> [Exercise directions]:
Would you please output the records exactly as they appear below?
---- The input
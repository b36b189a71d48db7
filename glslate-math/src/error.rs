/// Error categories for vector and matrix operations.
#[derive(thiserror::Error, Debug, Clone, PartialEq, Eq)]
pub enum MathError {
    /// Operand dimensions or shapes do not agree for the attempted operation.
    #[error("Dimension mismatch: {0}")]
    DimensionMismatch(String),

    /// Matrix source is empty or not rectangular.
    #[error("Invalid shape: {0}")]
    InvalidShape(String),

    /// Row or column index outside the matrix bounds.
    #[error("Index out of range: {0}")]
    IndexOutOfRange(String),

    /// Replacement data length does not match the target row or column.
    #[error("Length mismatch: {0}")]
    LengthMismatch(String),

    /// Operation is undefined for a zero-magnitude vector.
    #[error("Degenerate vector: {0}")]
    DegenerateVector(String),
}

impl MathError {
    // Helper constructors for common error scenarios

    pub fn vector_dimensions(operation: &str, lhs: usize, rhs: usize) -> Self {
        Self::DimensionMismatch(format!(
            "{operation} requires operands of equal dimension, got {lhs} and {rhs}"
        ))
    }

    pub fn cross_requires_3d(lhs: usize, rhs: usize) -> Self {
        Self::DimensionMismatch(format!(
            "cross product is only defined for 3-dimensional vectors, got {lhs} and {rhs}"
        ))
    }

    pub fn matrix_shapes(operation: &str, a: (usize, usize), b: (usize, usize)) -> Self {
        Self::DimensionMismatch(format!(
            "{operation} shapes do not agree: {}x{} and {}x{}",
            a.0, a.1, b.0, b.1
        ))
    }

    pub fn empty_source() -> Self {
        Self::InvalidShape("matrix source must be a non-empty 2D array".to_string())
    }

    pub fn jagged_source(row: usize, expected: usize, actual: usize) -> Self {
        Self::InvalidShape(format!(
            "row {row} has length {actual}, expected {expected}"
        ))
    }

    pub fn row_out_of_range(index: usize, rows: usize) -> Self {
        Self::IndexOutOfRange(format!("row index {index} outside [0, {rows})"))
    }

    pub fn col_out_of_range(index: usize, cols: usize) -> Self {
        Self::IndexOutOfRange(format!("column index {index} outside [0, {cols})"))
    }

    pub fn replacement_length(expected: usize, actual: usize) -> Self {
        Self::LengthMismatch(format!(
            "replacement values have length {actual}, expected {expected}"
        ))
    }

    pub fn zero_magnitude() -> Self {
        Self::DegenerateVector("cannot normalize a zero vector".to_string())
    }
}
--------
> [Written solution]:
repository b36b189a71d48db7
filename glslate-math/src/error.rs
/// Error categories for vector and matrix operations.
#[derive(thiserror::Error, Debug, Clone, PartialEq, Eq)]
pub enum MathError {
    /// Operand dimensions or shapes do not agree for the attempted operation.
    #[error("Dimension mismatch: {0}")]
    DimensionMismatch(String),

    /// Matrix source is empty or not rectangular.
    #[error("Invalid shape: {0}")]
    InvalidShape(String),

    /// Row or column index outside the matrix bounds.
    #[error("Index out of range: {0}")]
    IndexOutOfRange(String),

    /// Replacement data length does not match the target row or column.
    #[error("Length mismatch: {0}")]
    LengthMismatch(String),

    /// Operation is undefined for a zero-magnitude vector.
    #[error("Degenerate vector: {0}")]
    DegenerateVector(String),
}

impl MathError {
    // Helper constructors for common error scenarios

    pub fn vector_dimensions(operation: &str, lhs: usize, rhs: usize) -> Self {
        Self::DimensionMismatch(format!(
            "{operation} requires operands of equal dimension, got {lhs} and {rhs}"
        ))
    }

    pub fn cross_requires_3d(lhs: usize, rhs: usize) -> Self {
        Self::DimensionMismatch(format!(
            "cross product is only defined for 3-dimensional vectors, got {lhs} and {rhs}"
        ))
    }

    pub fn matrix_shapes(operation: &str, a: (usize, usize), b: (usize, usize)) -> Self {
        Self::DimensionMismatch(format!(
            "{operation} shapes do not agree: {}x{} and {}x{}",
            a.0, a.1, b.0, b.1
        ))
    }

    pub fn empty_source() -> Self {
        Self::InvalidShape("matrix source must be a non-empty 2D array".to_string())
    }

    pub fn jagged_source(row: usize, expected: usize, actual: usize) -> Self {
        Self::InvalidShape(format!(
            "row {row} has length {actual}, expected {expected}"
        ))
    }

    pub fn row_out_of_range(index: usize, rows: usize) -> Self {
        Self::IndexOutOfRange(format!("row index {index} outside [0, {rows})"))
    }

    pub fn col_out_of_range(index: usize, cols: usize) -> Self {
        Self::IndexOutOfRange(format!("column index {index} outside [0, {cols})"))
    }

    pub fn replacement_length(expected: usize, actual: usize) -> Self {
        Self::LengthMismatch(format!(
            "replacement values have length {actual}, expected {expected}"
        ))
    }

    pub fn zero_magnitude() -> Self {
        Self::DegenerateVector("cannot normalize a zero vector".to_string())
    }
}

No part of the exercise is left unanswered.